Craft Crossing
Clever/keen ideas for crafters
Hunger Games Swap

May the odds be ever in your favor!

Have you read or seen the Hunger Games? My son, Will, was actually the person who got me started on the book series, and then the whole family saw the movie when it came out.

As I so often do, I participated in a craft swap on the Craftster web site in early March, this one with a Hunger Games theme. This time, there was a twist — Will and I worked as a team! He decided what items we would swap, and he got to keep the (amazing and wonderful!) loot that our swap partner sent.

We made a “District 12” leather wrist band:

…and a Mockingjay/Girl on Fire pendant.

If you want to know something about the pendant, you can click over to the tutorial I just posted showing how to make a similar pendant from old string tags and crayon shavings.

There’s no tutorial for the wrist band, but it is just two colors of leather, with both edges cut to resemble flames, then stitched together and embellished with paint and metal cut-outs.

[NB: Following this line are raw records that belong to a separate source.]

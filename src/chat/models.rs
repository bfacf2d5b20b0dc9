//! 本地数据模型定义
//!
//! 对应 SQLite 中的三张表：用户、会话、消息。
//! 所有时间戳均为 RFC 3339 文本，按字典序比较即按时间比较。

use serde::{Deserialize, Serialize};

/// 本地用户（远端 AI 服务分配的身份）
///
/// 设备上逻辑上只有一个"当前用户"；若历史上残留多行，
/// 以 created_at 最新的一行为准。
#[derive(Debug, Clone, Serialize, Deserialize)]
pub struct LocalChatUser {
    /// 远端分配的用户 ID
    pub user_id: String,
    pub name: String,
    pub age: i64,
    pub gender: String,
    /// 本地创建时间（RFC 3339）
    pub created_at: String,
}

/// 本地会话：一次化验分析及其后续追问
#[derive(Debug, Clone, Serialize, Deserialize)]
pub struct LocalConversation {
    /// 远端分配的会话 ID，全局唯一
    pub conversation_id: String,
    /// 所属用户 ID（逻辑外键，不在库层强制）
    pub user_id: String,
    /// 远端返回的化验单 ID
    pub blood_test_id: Option<String>,
    /// 产生本会话的分析请求快照（JSON 文本）
    pub analysis_snapshot: Option<String>,
    /// AI 解读文本
    pub ai_explanation: Option<String>,
    /// 总体风险等级
    pub overall_risk: Option<String>,
    pub created_at: String,
    pub updated_at: String,
}

/// 本地消息：会话中的一轮（用户或助手）
#[derive(Debug, Clone, Serialize, Deserialize)]
pub struct LocalChatMessage {
    pub conversation_id: String,
    pub content: String,
    /// true = 用户发出，false = 助手回复
    pub is_user: bool,
    /// 发送时间（RFC 3339），会话内按此字段升序即为对话顺序
    pub timestamp: String,
}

The metal for the numbers was scrap from a project I made more than 20 years ago (gee, am I a hoarder or what, if I save SCRAP metal for that long?!?! My excuse is that it was silver and copper, so it seemed like a terrible waste to just throw it away.) I had taken a metalworking class at the local community college and I did a project where I tried to use a Japanese technique called Mokume Gane.

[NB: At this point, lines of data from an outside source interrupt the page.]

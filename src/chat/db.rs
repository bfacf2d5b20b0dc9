//! SQLite 数据库工具：统一创建连接池
//!
//! 表结构由各 DAO 通过 `CREATE TABLE IF NOT EXISTS` 幂等创建，
//! 本文件只负责连接池本身。

use sqlx::{sqlite::SqlitePoolOptions, Pool, Sqlite};

use crate::chat::error::ChatResult;

/// 创建 SQLite 连接池
///
/// `db_url` 形如 `sqlite://ai_chat.db?mode=rwc` 或 `sqlite:///abs/path.db?mode=rwc`
pub async fn create_sqlite_pool(db_url: &str) -> ChatResult<Pool<Sqlite>> {
    let pool = SqlitePoolOptions::new()
        .max_connections(5)
        .connect(db_url)
        .await?;

    Ok(pool)
}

Of course, my poor attempt did not look anything like the amazing designs I was trying to replicate! But I did make myself a ring and earring/pendant (that was supposed to resemble a cratered moon):

…and my (very generous) instructor gave me a decent grade anyway, since I had tackled a project with such a high level of difficulty, during my first (and only) semester in the class.

He was a great guy, and I learned a lot. I remember he had a John Barth quote posted on the wall, for the entire semester. It must have made an impression on me, because I still remember it decades later:

“My feeling about technique in art is that it has about the same value as technique in lovemaking. Heartfelt ineptitude has its appeal and so does heartless skill; but what you want is passionate virtuosity.”

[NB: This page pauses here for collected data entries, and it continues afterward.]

//! 健康聊天 CLI 客户端（测试版）
//!
//! 非交互式 CLI，用于测试和展示本地缓存与远端同步流程：
//! 启动时完成用户引导与恢复决策，可选地提交一次化验分析、
//! 在活跃会话中追问一句，或清空本地数据。

use anyhow::Result;
use clap::Parser;
use healthchat_sdk_core_rust::{
    ChatSyncer, ChatSyncerConfig, EntryState, LabField, LabReport, UserProfile,
};
use tracing::{error, info};

/// 健康聊天 CLI 客户端
#[derive(Parser, Debug)]
#[command(name = "healthchat-cli")]
#[command(about = "健康聊天 CLI 客户端 - 用于测试本地缓存与远端同步", long_about = None)]
struct Args {
    /// SQLite 数据库 URL
    #[arg(long, default_value = "sqlite://ai_chat.db?mode=rwc")]
    db_path: String,

    /// 远端 AI 服务地址
    #[arg(long, default_value = "http://localhost:8000")]
    api_base_url: String,

    /// 用户姓名（仅首次引导时用于创建远端用户）
    #[arg(long, default_value = "张三")]
    name: String,

    /// 年龄
    #[arg(long, default_value = "32")]
    age: i64,

    /// 性别
    #[arg(long, default_value = "male")]
    gender: String,

    /// 化验指标，形如 --lab glucose=95，可重复
    #[arg(long)]
    lab: Vec<String>,

    /// 采样日期（YYYY-MM-DD，默认今天）
    #[arg(long)]
    test_date: Option<String>,

    /// 在活跃会话中追问的一句话
    #[arg(short, long)]
    message: Option<String>,

    /// 清空全部本地聊天数据后退出
    #[arg(long)]
    reset: bool,

    /// 日志级别
    #[arg(long, default_value = "info,healthchat_sdk_core_rust=debug")]
    log_level: String,
}

/// 初始化日志（同时输出到 stdout 和文件）
fn init_logger(log_level: &str) {
    use std::fs::OpenOptions;
    use std::io;
    use tracing_subscriber::prelude::*;
    use tracing_subscriber::EnvFilter;

    // 优先使用环境变量 RUST_LOG（如果设置了），否则使用命令行参数
    let filter_layer =
        EnvFilter::try_from_default_env().unwrap_or_else(|_| EnvFilter::new(log_level));

    // 创建日志文件（追加模式）
    let log_file = OpenOptions::new()
        .create(true)
        .append(true)
        .open("debug.log")
        .expect("无法创建日志文件 debug.log");

    let stdout_layer = tracing_subscriber::fmt::layer()
        .with_writer(io::stdout)
        .with_file(true)
        .with_line_number(true)
        .with_target(false)
        .with_ansi(true);

    let file_layer = tracing_subscriber::fmt::layer()
        .with_writer(log_file)
        .with_file(true)
        .with_line_number(true)
        .with_target(false)
        .with_ansi(false);

    tracing_subscriber::registry()
        .with(filter_layer)
        .with(stdout_layer)
        .with(file_layer)
        .init();

    info!("[CLI] 📝 日志已同时输出到控制台和文件: debug.log");
}

/// 解析 --lab glucose=95 形式的指标参数
fn parse_labs(args: &[String], test_date: String) -> Result<LabReport> {
    let mut report = LabReport::new(test_date);
    for item in args {
        let (key, value) = item
            .split_once('=')
            .ok_or_else(|| anyhow::anyhow!("指标格式应为 key=value: {}", item))?;
        let field: LabField = key.parse()?;
        let value: f64 = value
            .parse()
            .map_err(|_| anyhow::anyhow!("指标值不是数字: {}", item))?;
        report.insert(field, value);
    }
    Ok(report)
}

#[tokio::main]
async fn main() -> Result<()> {
    let args = Args::parse();

    init_logger(&args.log_level);

    info!("[CLI] 🚀 健康聊天 CLI 客户端（测试模式）");
    info!("[CLI] 💾 数据库: {}", args.db_path);
    info!("[CLI] 🌐 服务地址: {}", args.api_base_url);

    let config = ChatSyncerConfig {
        api_base_url: args.api_base_url.clone(),
        db_path: args.db_path.clone(),
    };
    let mut syncer = ChatSyncer::new(config).await?;

    if args.reset {
        syncer.reset().await?;
        info!("[CLI] 🗑️ 本地数据已清空，退出");
        return Ok(());
    }

    let profile = UserProfile {
        name: args.name.clone(),
        age: args.age,
        gender: args.gender.clone(),
    };

    // 引导 + 恢复决策
    match syncer.entry_state(&profile).await? {
        EntryState::FirstAnalysis => {
            info!("[CLI] 🆕 尚无历史会话，请通过 --lab 提交第一次化验分析");
        }
        EntryState::Resumable(candidates) => {
            info!("[CLI] 📋 发现历史会话（展示最近 {} 个）:", candidates.len());
            for conv in &candidates {
                info!(
                    "[CLI]   - {} | 更新于: {} | 风险: {}",
                    conv.conversation_id,
                    conv.updated_at,
                    conv.overall_risk.as_deref().unwrap_or("-")
                );
            }

            // 默认恢复最近更新的会话并重放对话
            let latest_id = candidates[0].conversation_id.clone();
            let resumed = syncer.resume(&latest_id).await?;
            info!("[CLI] ▶️ 已恢复会话: {}", latest_id);
            if let Some(explanation) = &resumed.conversation.ai_explanation {
                info!("[CLI] 🧾 上次解读: {}", explanation);
            }
            for msg in &resumed.messages {
                let who = if msg.is_user { "用户" } else { "助手" };
                info!("[CLI]   [{}] {}", who, msg.content);
            }
        }
    }

    // 可选：提交一次化验分析
    if !args.lab.is_empty() {
        let test_date = args
            .test_date
            .clone()
            .unwrap_or_else(|| chrono::Utc::now().format("%Y-%m-%d").to_string());
        let report = parse_labs(&args.lab, test_date)?;

        info!("[CLI] 🧪 提交化验分析，指标数: {}", report.values.len());
        let data = syncer.submit_analysis(&report).await?;
        info!("[CLI] ✅ 分析完成，会话: {}", data.conversation_id);
        info!("[CLI] 🩺 解读: {}", data.ai_explanation);
        info!("[CLI] 📊 总体风险: {}", data.analysis.overall_risk);
        for rec in &data.analysis.recommendations {
            info!("[CLI]   💡 [{}] {}: {}", rec.kind, rec.title, rec.description);
        }
    }

    // 可选：在活跃会话中追问一句
    if let Some(message) = &args.message {
        let active = syncer
            .session()
            .and_then(|s| s.active_conversation_id.clone());
        match active {
            Some(conversation_id) => {
                let turn = syncer.continue_conversation(&conversation_id, message).await?;
                info!("[CLI] 🤖 助手: {}", turn.assistant_response);
            }
            None => {
                error!("[CLI] ❌ 没有活跃会话，请先通过 --lab 提交分析或恢复历史会话");
            }
        }
    }

    info!("[CLI] 👋 完成");
    Ok(())
}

My poor attempt at Mokume Gane obviously embodied the “heartfelt ineptitude”! But it was passionately attempted, at a time in my life when the world felt giddy with possibility.  The class made me feel very capable and powerful, as I used a torch to heat the metal until it glowed, and then coaxed it into shape.

I also made a friend that semester — like me, one of the few women in the class. She is now a professional jewelry artist! (Hi, Mary!)